▶ [EXERCISE REQUIREMENTS] Take every line containing "ScrollArea" out of the records.

▶ [EXERCISE INPUTS]
/// Data layer: core types, loading, filtering, and aggregation.
///
/// Architecture:
/// ```text
///    .xlsx workbook
///         │
///         ▼
///    ┌──────────┐
///    │  loader   │  read both sheets → ReportDataset (memoized)
///    └──────────┘
///         │
///         ▼
///    ┌───────────────┐
///    │ ReportDataset  │  unit snapshots + financial records
///    └───────────────┘
///         │
///         ▼
///    ┌──────────┐
///    │  filter   │  unit / month selections → filtered views
///    └──────────┘
///         │
///         ▼
///    ┌────────────┐
///    │ aggregate   │  grouped sums, derived ratios → cards & charts
///    └────────────┘
/// ```
pub mod aggregate;
pub mod filter;
pub mod loader;
pub mod model;
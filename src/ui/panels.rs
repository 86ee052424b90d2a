use eframe::egui::{self, Color32, RichText, ScrollArea, Ui};

use crate::color;
use crate::state::AppState;

// ---------------------------------------------------------------------------
// Left side panel – filter widgets
// ---------------------------------------------------------------------------

/// Render the left filter panel.
pub fn side_panel(ui: &mut Ui, state: &mut AppState) {
    // ---- Logo (centered), or a text placeholder when the file is absent ----
    ui.vertical_centered(|ui: &mut Ui| {
        match &state.assets.logo {
            Some(uri) => {
                ui.add(
                    egui::Image::new(uri.as_str())
                        .max_width(ui.available_width() * 0.8)
                        .max_height(120.0),
                );
            }
            None => {
                ui.label(RichText::new("SIX").color(color::PRIMARY).size(32.0).strong());
            }
        }
    });
    ui.add_space(4.0);

    ui.heading("Filters");
    ui.separator();

    let dataset = match &state.dataset {
        Some(ds) => ds,
        None => {
            ui.label("No dataset loaded.");
            return;
        }
    };

    // Clone the filter domains so we can mutate state inside the loops.
    let units = dataset.units.clone();
    let months = dataset.month_labels.clone();

    ScrollArea::vertical()
        .auto_shrink([false, false])
        .show(ui, |ui: &mut Ui| {
            filter_group(ui, state, "Units", &units, FilterKind::Unit);
            filter_group(ui, state, "Months", &months, FilterKind::Month);
        });
}

#[derive(Clone, Copy)]
enum FilterKind {
    Unit,
    Month,
}

/// One collapsible multi-select group with All/None shortcuts.
fn filter_group(
    ui: &mut Ui,
    state: &mut AppState,
    title: &str,
    values: &[String],
    kind: FilterKind,
) {
    let selected_count = match kind {
        FilterKind::Unit => state.filters.units.len(),
        FilterKind::Month => state.filters.months.len(),
    };
    let header_text = format!("{title}  ({selected_count}/{})", values.len());

    egui::CollapsingHeader::new(RichText::new(header_text).strong())
        .id_salt(title)
        .default_open(true)
        .show(ui, |ui: &mut Ui| {
            ui.horizontal(|ui: &mut Ui| {
                if ui.small_button("All").clicked() {
                    match kind {
                        FilterKind::Unit => state.select_all_units(),
                        FilterKind::Month => state.select_all_months(),
                    }
                }
                if ui.small_button("None").clicked() {
                    match kind {
                        FilterKind::Unit => state.select_no_units(),
                        FilterKind::Month => state.select_no_months(),
                    }
                }
            });

            for value in values {
                let is_selected = match kind {
                    FilterKind::Unit => state.filters.units.contains(value),
                    FilterKind::Month => state.filters.months.contains(value),
                };

                // Units get their chart colour as a visual cue.
                let mut text = RichText::new(value);
                if matches!(kind, FilterKind::Unit) {
                    text = text.color(state.unit_colors.color_for(value));
                }

                let mut checked = is_selected;
                if ui.checkbox(&mut checked, text).changed() {
                    match kind {
                        FilterKind::Unit => state.toggle_unit(value),
                        FilterKind::Month => state.toggle_month(value),
                    }
                }
            }
        });
}

// ---------------------------------------------------------------------------
// Top bar
// ---------------------------------------------------------------------------

/// Render the top menu / toolbar, including the warning banner.
pub fn top_bar(ui: &mut Ui, state: &mut AppState) {
    egui::menu::bar(ui, |ui: &mut Ui| {
        ui.menu_button("File", |ui: &mut Ui| {
            if ui.button("Open…").clicked() {
                open_workbook_dialog(state);
                ui.close_menu();
            }
            if ui.button("Reload").clicked() {
                state.reload();
                ui.close_menu();
            }
        });

        ui.separator();

        if let Some(ds) = &state.dataset {
            ui.label(format!(
                "{} units, {} financial rows ({} / {} in view)",
                ds.units.len(),
                ds.financials.len(),
                state.snapshot_view.len(),
                state.financial_view.len(),
            ));
        }

        if let Some(msg) = &state.status_message {
            ui.separator();
            ui.label(RichText::new(msg).color(Color32::from_rgb(0xF7, 0x8A, 0x0E)));
        }
    });
}

// ---------------------------------------------------------------------------
// File dialog
// ---------------------------------------------------------------------------

pub fn open_workbook_dialog(state: &mut AppState) {
    let file = rfd::FileDialog::new()
        .set_title("Open report workbook")
        .add_filter("Excel workbook", &["xlsx"])
        .pick_file();

    if let Some(path) = file {
        state.open_workbook(path);
    }
}
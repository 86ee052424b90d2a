use std::collections::BTreeSet;
use std::path::PathBuf;

use crate::color::UnitColors;
use crate::config::DashboardConfig;
use crate::data::filter::{filter_financials, filter_snapshots, init_filter_state, FilterState};
use crate::data::loader::CachedLoader;
use crate::data::model::{FinancialRecord, MonthCalendar, ReportDataset, UnitSnapshot};

// ---------------------------------------------------------------------------
// Application state
// ---------------------------------------------------------------------------

/// The three display tabs.
#[derive(Debug, Clone, Copy, PartialEq, Eq, Default)]
pub enum Tab {
    #[default]
    Overview,
    Financial,
    Customers,
}

/// Registered image URIs for the optional static assets. `None` means the
/// file was absent at startup and the view degrades silently.
#[derive(Debug, Clone, Default)]
pub struct Assets {
    pub background: Option<String>,
    pub logo: Option<String>,
}

/// The full UI state, independent of rendering.
pub struct AppState {
    pub config: DashboardConfig,
    pub calendar: MonthCalendar,
    pub loader: CachedLoader,

    /// Loaded workbook (None until a load succeeds).
    pub dataset: Option<ReportDataset>,

    /// Current filter selections.
    pub filters: FilterState,

    /// Filtered views, recomputed on every filter change (cached between).
    pub snapshot_view: Vec<UnitSnapshot>,
    pub financial_view: Vec<FinancialRecord>,

    /// Stable unit → colour assignment for the charts.
    pub unit_colors: UnitColors,

    pub active_tab: Tab,

    /// Warning banner text shown in the top bar.
    pub status_message: Option<String>,

    pub assets: Assets,
}

impl AppState {
    pub fn new(config: DashboardConfig) -> Self {
        let calendar = config.calendar();
        let loader = CachedLoader::new(
            config.workbook_path.clone(),
            config.snapshot_sheet.clone(),
            config.financial_sheet.clone(),
            calendar.clone(),
        );
        Self {
            config,
            calendar,
            loader,
            dataset: None,
            filters: FilterState::default(),
            snapshot_view: Vec::new(),
            financial_view: Vec::new(),
            unit_colors: UnitColors::default(),
            active_tab: Tab::default(),
            status_message: None,
            assets: Assets::default(),
        }
    }

    /// Ingest a newly loaded dataset, initialise filters and colours.
    pub fn set_dataset(&mut self, dataset: ReportDataset) {
        self.filters = init_filter_state(&dataset);
        self.unit_colors = UnitColors::new(&dataset.units);
        self.dataset = Some(dataset);
        self.status_message = None;
        self.refilter();
    }

    /// Recompute the filtered views after a filter change.
    pub fn refilter(&mut self) {
        if let Some(ds) = &self.dataset {
            self.snapshot_view = filter_snapshots(&ds.snapshots, &self.filters.units);
            self.financial_view =
                filter_financials(&ds.financials, &self.filters.units, &self.filters.months);
        } else {
            self.snapshot_view.clear();
            self.financial_view.clear();
        }
    }

    /// Load (or reuse) the workbook through the memoized loader.
    pub fn load_dataset(&mut self) {
        match self.loader.load() {
            Ok(dataset) => self.set_dataset(dataset),
            Err(e) => {
                log::error!("Workbook load failed: {e}");
                self.dataset = None;
                self.status_message = Some(format!("No data: {e}"));
                self.refilter();
            }
        }
    }

    /// Drop the cached workbook and parse it again.
    pub fn reload(&mut self) {
        self.loader.invalidate();
        self.load_dataset();
    }

    /// Point the app at another workbook file.
    pub fn open_workbook(&mut self, path: PathBuf) {
        self.loader.set_path(path);
        self.load_dataset();
    }

    // -- Filter widget callbacks (toggle / all / none) --

    pub fn toggle_unit(&mut self, unit: &str) {
        toggle(&mut self.filters.units, unit);
        self.refilter();
    }

    pub fn toggle_month(&mut self, label: &str) {
        toggle(&mut self.filters.months, label);
        self.refilter();
    }

    pub fn select_all_units(&mut self) {
        if let Some(ds) = &self.dataset {
            self.filters.units = ds.units.iter().cloned().collect();
            self.refilter();
        }
    }

    pub fn select_no_units(&mut self) {
        self.filters.units.clear();
        self.refilter();
    }

    pub fn select_all_months(&mut self) {
        if let Some(ds) = &self.dataset {
            self.filters.months = ds.month_labels.iter().cloned().collect();
            self.refilter();
        }
    }

    pub fn select_no_months(&mut self) {
        self.filters.months.clear();
        self.refilter();
    }
}

fn toggle(set: &mut BTreeSet<String>, value: &str) {
    if !set.remove(value) {
        set.insert(value.to_string());
    }
}

#[cfg(test)]
mod tests {
    use super::*;
    use crate::data::model::UnitSnapshot;
    use chrono::NaiveDate;

    fn state_with_dataset() -> AppState {
        let snapshots = vec![
            UnitSnapshot {
                unit: "A".to_string(),
                active: 100,
                current_on_payments: 90,
                delinquent: 10,
                personal_training: 0,
                vip: 0,
                suspended: 0,
                churn_rate: None,
            },
            UnitSnapshot {
                unit: "B".to_string(),
                active: 50,
                current_on_payments: 40,
                delinquent: 10,
                personal_training: 0,
                vip: 0,
                suspended: 0,
                churn_rate: None,
            },
        ];
        let financials = vec![FinancialRecord {
            unit: "A".to_string(),
            month: NaiveDate::from_ymd_opt(2025, 8, 1).unwrap(),
            revenue: 1000.0,
            operating_profit: 400.0,
            reinvestment: 100.0,
            partner_withdrawal: 50.0,
            month_label: None,
        }];
        let calendar = MonthCalendar::default();
        let mut state = AppState::new(DashboardConfig::default());
        state.set_dataset(ReportDataset::new(snapshots, financials, &calendar));
        state
    }

    #[test]
    fn new_dataset_selects_everything() {
        let state = state_with_dataset();
        assert_eq!(state.filters.units.len(), 2);
        assert_eq!(state.filters.months.len(), 3);
        assert_eq!(state.snapshot_view.len(), 2);
        assert_eq!(state.financial_view.len(), 1);
    }

    #[test]
    fn toggling_a_unit_refilters_both_views() {
        let mut state = state_with_dataset();
        state.toggle_unit("A");
        assert_eq!(state.snapshot_view.len(), 1);
        assert_eq!(state.snapshot_view[0].unit, "B");
        assert!(state.financial_view.is_empty());

        state.toggle_unit("A");
        assert_eq!(state.snapshot_view.len(), 2);
        assert_eq!(state.financial_view.len(), 1);
    }

    #[test]
    fn select_none_empties_the_views() {
        let mut state = state_with_dataset();
        state.select_no_units();
        assert!(state.snapshot_view.is_empty());
        assert!(state.financial_view.is_empty());

        state.select_all_units();
        assert_eq!(state.snapshot_view.len(), 2);
    }

    #[test]
    fn load_failure_becomes_a_status_message() {
        let mut config = DashboardConfig::default();
        config.workbook_path = PathBuf::from("definitely-missing.xlsx");
        let mut state = AppState::new(config);
        state.load_dataset();
        assert!(state.dataset.is_none());
        assert!(state.status_message.as_deref().unwrap_or("").starts_with("No data"));
        assert!(state.snapshot_view.is_empty());
    }
}
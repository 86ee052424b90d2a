pub mod panels;
pub mod plot;
pub mod tabs;
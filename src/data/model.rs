use std::collections::BTreeSet;

use chrono::{Datelike, NaiveDate};

// ---------------------------------------------------------------------------
// MonthCalendar – ordered month-number → label mapping
// ---------------------------------------------------------------------------

/// The reporting window: an ordered list of (month number, display label)
/// pairs. Chart axes and grouped aggregates follow the list order, never
/// lexicographic label order. Months outside the window have no label.
#[derive(Debug, Clone, PartialEq, Eq)]
pub struct MonthCalendar {
    entries: Vec<(u32, String)>,
}

impl Default for MonthCalendar {
    fn default() -> Self {
        MonthCalendar::new(vec![
            (8, "August".to_string()),
            (9, "September".to_string()),
            (10, "October".to_string()),
        ])
    }
}

impl MonthCalendar {
    pub fn new(entries: Vec<(u32, String)>) -> Self {
        Self { entries }
    }

    /// Display label for a calendar month number (1–12), if in the window.
    pub fn label_for(&self, month_number: u32) -> Option<&str> {
        self.entries
            .iter()
            .find(|(n, _)| *n == month_number)
            .map(|(_, label)| label.as_str())
    }

    /// Position of a label in the window (the sort key for monthly series).
    pub fn ordinal(&self, label: &str) -> Option<usize> {
        self.entries.iter().position(|(_, l)| l == label)
    }

    /// All labels in window order.
    pub fn labels(&self) -> Vec<String> {
        self.entries.iter().map(|(_, l)| l.clone()).collect()
    }
}

// ---------------------------------------------------------------------------
// UnitSnapshot – one row of the "Large Numbers" sheet
// ---------------------------------------------------------------------------

/// Aggregate membership counts for one business unit.
#[derive(Debug, Clone, PartialEq)]
pub struct UnitSnapshot {
    pub unit: String,
    pub active: u64,
    pub current_on_payments: u64,
    pub delinquent: u64,
    pub personal_training: u64,
    pub vip: u64,
    pub suspended: u64,
    /// Fraction in [0, 1]; `None` when the workbook has no churn column.
    pub churn_rate: Option<f64>,
}

// ---------------------------------------------------------------------------
// FinancialRecord – one row of the "Financial" sheet
// ---------------------------------------------------------------------------

/// Monthly financial figures for one (unit, month) pair.
#[derive(Debug, Clone, PartialEq)]
pub struct FinancialRecord {
    pub unit: String,
    /// First day of the record's month.
    pub month: NaiveDate,
    pub revenue: f64,
    pub operating_profit: f64,
    pub reinvestment: f64,
    pub partner_withdrawal: f64,
    /// Label from the month calendar; `None` outside the reporting window.
    pub month_label: Option<String>,
}

impl FinancialRecord {
    /// Derive the display label for this record's month.
    pub fn derive_label(&mut self, calendar: &MonthCalendar) {
        self.month_label = calendar.label_for(self.month.month()).map(str::to_string);
    }
}

// ---------------------------------------------------------------------------
// ReportDataset – both loaded tables plus filter domains
// ---------------------------------------------------------------------------

/// The complete loaded workbook: both tables, immutable after load, plus the
/// value domains the filter widgets are built from.
#[derive(Debug, Clone)]
pub struct ReportDataset {
    pub snapshots: Vec<UnitSnapshot>,
    pub financials: Vec<FinancialRecord>,
    /// Sorted distinct units across both tables.
    pub units: Vec<String>,
    /// Month labels in calendar order (the month filter domain).
    pub month_labels: Vec<String>,
}

impl ReportDataset {
    pub fn new(
        snapshots: Vec<UnitSnapshot>,
        mut financials: Vec<FinancialRecord>,
        calendar: &MonthCalendar,
    ) -> Self {
        for rec in &mut financials {
            rec.derive_label(calendar);
        }

        let mut unit_set: BTreeSet<String> = BTreeSet::new();
        for s in &snapshots {
            unit_set.insert(s.unit.clone());
        }
        for f in &financials {
            unit_set.insert(f.unit.clone());
        }

        ReportDataset {
            snapshots,
            financials,
            units: unit_set.into_iter().collect(),
            month_labels: calendar.labels(),
        }
    }

    /// Whether any snapshot row carries a churn value.
    pub fn has_churn_data(&self) -> bool {
        self.snapshots.iter().any(|s| s.churn_rate.is_some())
    }

    pub fn is_empty(&self) -> bool {
        self.snapshots.is_empty() && self.financials.is_empty()
    }
}

#[cfg(test)]
mod tests {
    use super::*;

    fn record(unit: &str, year: i32, month: u32) -> FinancialRecord {
        FinancialRecord {
            unit: unit.to_string(),
            month: NaiveDate::from_ymd_opt(year, month, 1).unwrap(),
            revenue: 0.0,
            operating_profit: 0.0,
            reinvestment: 0.0,
            partner_withdrawal: 0.0,
            month_label: None,
        }
    }

    #[test]
    fn calendar_maps_window_months_only() {
        let cal = MonthCalendar::default();
        assert_eq!(cal.label_for(8), Some("August"));
        assert_eq!(cal.label_for(10), Some("October"));
        assert_eq!(cal.label_for(11), None);
        assert_eq!(cal.ordinal("September"), Some(1));
        assert_eq!(cal.ordinal("January"), None);
    }

    #[test]
    fn dataset_derives_labels_and_unit_domain() {
        let cal = MonthCalendar::default();
        let snapshots = vec![UnitSnapshot {
            unit: "Downtown".to_string(),
            active: 100,
            current_on_payments: 90,
            delinquent: 10,
            personal_training: 5,
            vip: 2,
            suspended: 1,
            churn_rate: None,
        }];
        let financials = vec![record("Harbor", 2025, 9), record("Downtown", 2025, 11)];
        let ds = ReportDataset::new(snapshots, financials, &cal);

        assert_eq!(ds.units, vec!["Downtown", "Harbor"]);
        assert_eq!(ds.financials[0].month_label.as_deref(), Some("September"));
        // November is outside the reporting window.
        assert_eq!(ds.financials[1].month_label, None);
        assert!(!ds.has_churn_data());
    }
}
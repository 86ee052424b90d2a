use std::path::Path;

use eframe::egui;
use six_dashboard::app::DashboardApp;
use six_dashboard::{color, config};

fn main() -> eframe::Result {
    env_logger::init();

    let config = config::load_or_default(Path::new("dashboard.json"));

    let options = eframe::NativeOptions {
        viewport: egui::ViewportBuilder::default()
            .with_inner_size([1280.0, 840.0])
            .with_min_inner_size([800.0, 520.0]),
        ..Default::default()
    };

    eframe::run_native(
        "SIX Dashboard",
        options,
        Box::new(move |cc| {
            // Install image loaders so egui can render the jpg/png assets.
            egui_extras::install_image_loaders(&cc.egui_ctx);
            color::apply_theme(&cc.egui_ctx);
            Ok(Box::new(DashboardApp::new(&cc.egui_ctx, config)))
        }),
    )
}
use std::path::{Path, PathBuf};

use serde::Deserialize;

use crate::data::model::MonthCalendar;

// ---------------------------------------------------------------------------
// Dashboard configuration
// ---------------------------------------------------------------------------

/// Runtime configuration, read from an optional `dashboard.json` next to the
/// working directory. Every field has a default matching the stock SIX
/// deployment, so the file is only needed to override something.
#[derive(Debug, Clone, Deserialize)]
#[serde(default)]
pub struct DashboardConfig {
    /// Workbook with the two report sheets.
    pub workbook_path: PathBuf,
    /// Sheet holding one membership-count row per unit.
    pub snapshot_sheet: String,
    /// Sheet holding one financial row per (unit, month).
    pub financial_sheet: String,
    /// Ordered (month number, label) pairs defining the reporting window.
    pub month_calendar: Vec<(u32, String)>,
    /// Background image; missing file means plain background.
    pub background_path: PathBuf,
    /// Logo image; missing file means a text placeholder.
    pub logo_path: PathBuf,
}

impl Default for DashboardConfig {
    fn default() -> Self {
        Self {
            workbook_path: PathBuf::from("Base_Six.xlsx"),
            snapshot_sheet: "Large Numbers".to_string(),
            financial_sheet: "Financial".to_string(),
            month_calendar: vec![
                (8, "August".to_string()),
                (9, "September".to_string()),
                (10, "October".to_string()),
            ],
            background_path: PathBuf::from("SIX-BG.jpg"),
            logo_path: PathBuf::from("LogoPNG.png"),
        }
    }
}

impl DashboardConfig {
    /// Build the month calendar from the configured pairs.
    pub fn calendar(&self) -> MonthCalendar {
        MonthCalendar::new(self.month_calendar.clone())
    }
}

/// Read the config file, falling back to defaults when it is absent or
/// malformed. A broken config must never prevent the dashboard from opening.
pub fn load_or_default(path: &Path) -> DashboardConfig {
    match std::fs::read_to_string(path) {
        Ok(text) => match serde_json::from_str(&text) {
            Ok(cfg) => {
                log::info!("Loaded configuration from {}", path.display());
                cfg
            }
            Err(e) => {
                log::warn!(
                    "Ignoring malformed config {}: {e}; using defaults",
                    path.display()
                );
                DashboardConfig::default()
            }
        },
        Err(_) => DashboardConfig::default(),
    }
}
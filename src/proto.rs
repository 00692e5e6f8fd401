//! Byte-level `Encode`/`Decode` traits shared by the wire codec.
use std::io::{self, Read, Write};
use std::mem;

pub trait Decode: Sized {
    type Error;

    fn decode<R>(reader: R) -> Result<Self, Self::Error>
    where
        R: Read;
}

pub trait Encode {
    type Error;

    fn encode<W>(&self, writer: W) -> Result<(), Self::Error>
    where
        W: Write;

    fn encode_to_vec(&self) -> Result<Vec<u8>, Self::Error> {
        let mut buf = Vec::with_capacity(self.size_hint());
        self.encode(&mut buf)?;
        Ok(buf)
    }

    /// Returns a hint about the expected size of `self` when encoded. Purely advisory.
    #[inline]
    fn size_hint(&self) -> usize {
        0
    }
}

macro_rules! impl_uint_be {
    ($($t:ty),*$(,)?) => {
        $(
            impl Encode for $t {
                type Error = io::Error;

                fn encode<W>(&self, mut writer: W) -> Result<(), Self::Error>
                where
                    W: Write,
                {
                    writer.write_all(&self.to_be_bytes())
                }

                #[inline]
                fn size_hint(&self) -> usize {
                    mem::size_of::<Self>()
                }
            }

            impl Decode for $t {
                type Error = io::Error;

                fn decode<R>(mut reader: R) -> Result<Self, Self::Error>
                where
                    R: Read,
                {
                    let mut buf = [0; mem::size_of::<Self>()];
                    reader.read_exact(&mut buf)?;
                    Ok(Self::from_be_bytes(buf))
                }
            }
        )*
    };
}

impl_uint_be! {
    u8,
    u16,
    u32,
    u64,
    u128,
}

impl Encode for [u8] {
    type Error = io::Error;

    fn encode<W>(&self, mut writer: W) -> Result<(), Self::Error>
    where
        W: Write,
    {
        writer.write_all(self)
    }

    fn size_hint(&self) -> usize {
        self.len()
    }
}
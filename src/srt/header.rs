//! The 16-byte header common to every SRT packet (control and data alike).
use std::io::{Read, Write};

use crate::error::Error;
use crate::proto::{Decode, Encode};

/// `oct0`/`oct1` carry different fields depending on [`PacketType`]; see [`DataPacket`] and
/// [`ControlPacket`] for the typed views.
#[derive(Copy, Clone, Debug, Default, PartialEq, Eq)]
pub struct Header {
    pub(crate) oct0: u32,
    pub(crate) oct1: u32,
    pub timestamp: u32,
    pub destination_socket_id: u32,
}

impl Header {
    pub const SIZE: usize = 16;

    #[inline]
    pub fn packet_type(&self) -> PacketType {
        if self.oct0 & (1 << 31) == 0 {
            PacketType::Data
        } else {
            PacketType::Control
        }
    }

    #[inline]
    pub fn set_packet_type(&mut self, ty: PacketType) {
        match ty {
            PacketType::Data => self.oct0 &= !(1 << 31),
            PacketType::Control => self.oct0 |= 1 << 31,
        }
    }

    /// Classifies a raw buffer without fully decoding it.
    ///
    /// Returns `MalformedPacket` if `buf` is shorter than [`Header::SIZE`].
    pub fn classify(buf: &[u8]) -> Result<PacketType, Error> {
        if buf.len() < Self::SIZE {
            return Err(Error::MalformedPacket);
        }

        if buf[0] & 0x80 == 0 {
            Ok(PacketType::Data)
        } else {
            Ok(PacketType::Control)
        }
    }
}

impl Encode for Header {
    type Error = Error;

    fn encode<W>(&self, mut writer: W) -> Result<(), Self::Error>
    where
        W: Write,
    {
        self.oct0.encode(&mut writer).map_err(|_| Error::Io(std::io::ErrorKind::WriteZero.into()))?;
        self.oct1.encode(&mut writer).map_err(|_| Error::Io(std::io::ErrorKind::WriteZero.into()))?;
        self.timestamp.encode(&mut writer).map_err(|_| Error::Io(std::io::ErrorKind::WriteZero.into()))?;
        self.destination_socket_id
            .encode(&mut writer)
            .map_err(|_| Error::Io(std::io::ErrorKind::WriteZero.into()))?;
        Ok(())
    }
}

impl Decode for Header {
    type Error = Error;

    fn decode<R>(mut reader: R) -> Result<Self, Self::Error>
    where
        R: Read,
    {
        let oct0 = u32::decode(&mut reader).map_err(|_| Error::MalformedPacket)?;
        let oct1 = u32::decode(&mut reader).map_err(|_| Error::MalformedPacket)?;
        let timestamp = u32::decode(&mut reader).map_err(|_| Error::MalformedPacket)?;
        let destination_socket_id = u32::decode(&mut reader).map_err(|_| Error::MalformedPacket)?;

        Ok(Self {
            oct0,
            oct1,
            timestamp,
            destination_socket_id,
        })
    }
}

#[derive(Copy, Clone, Debug, PartialEq, Eq, Hash)]
pub enum PacketType {
    Data,
    Control,
}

▶ [PROBLEM SOLUTION]
use eframe::egui::{self, Color32, RichText, ScrollArea, Ui};
    ScrollArea::vertical()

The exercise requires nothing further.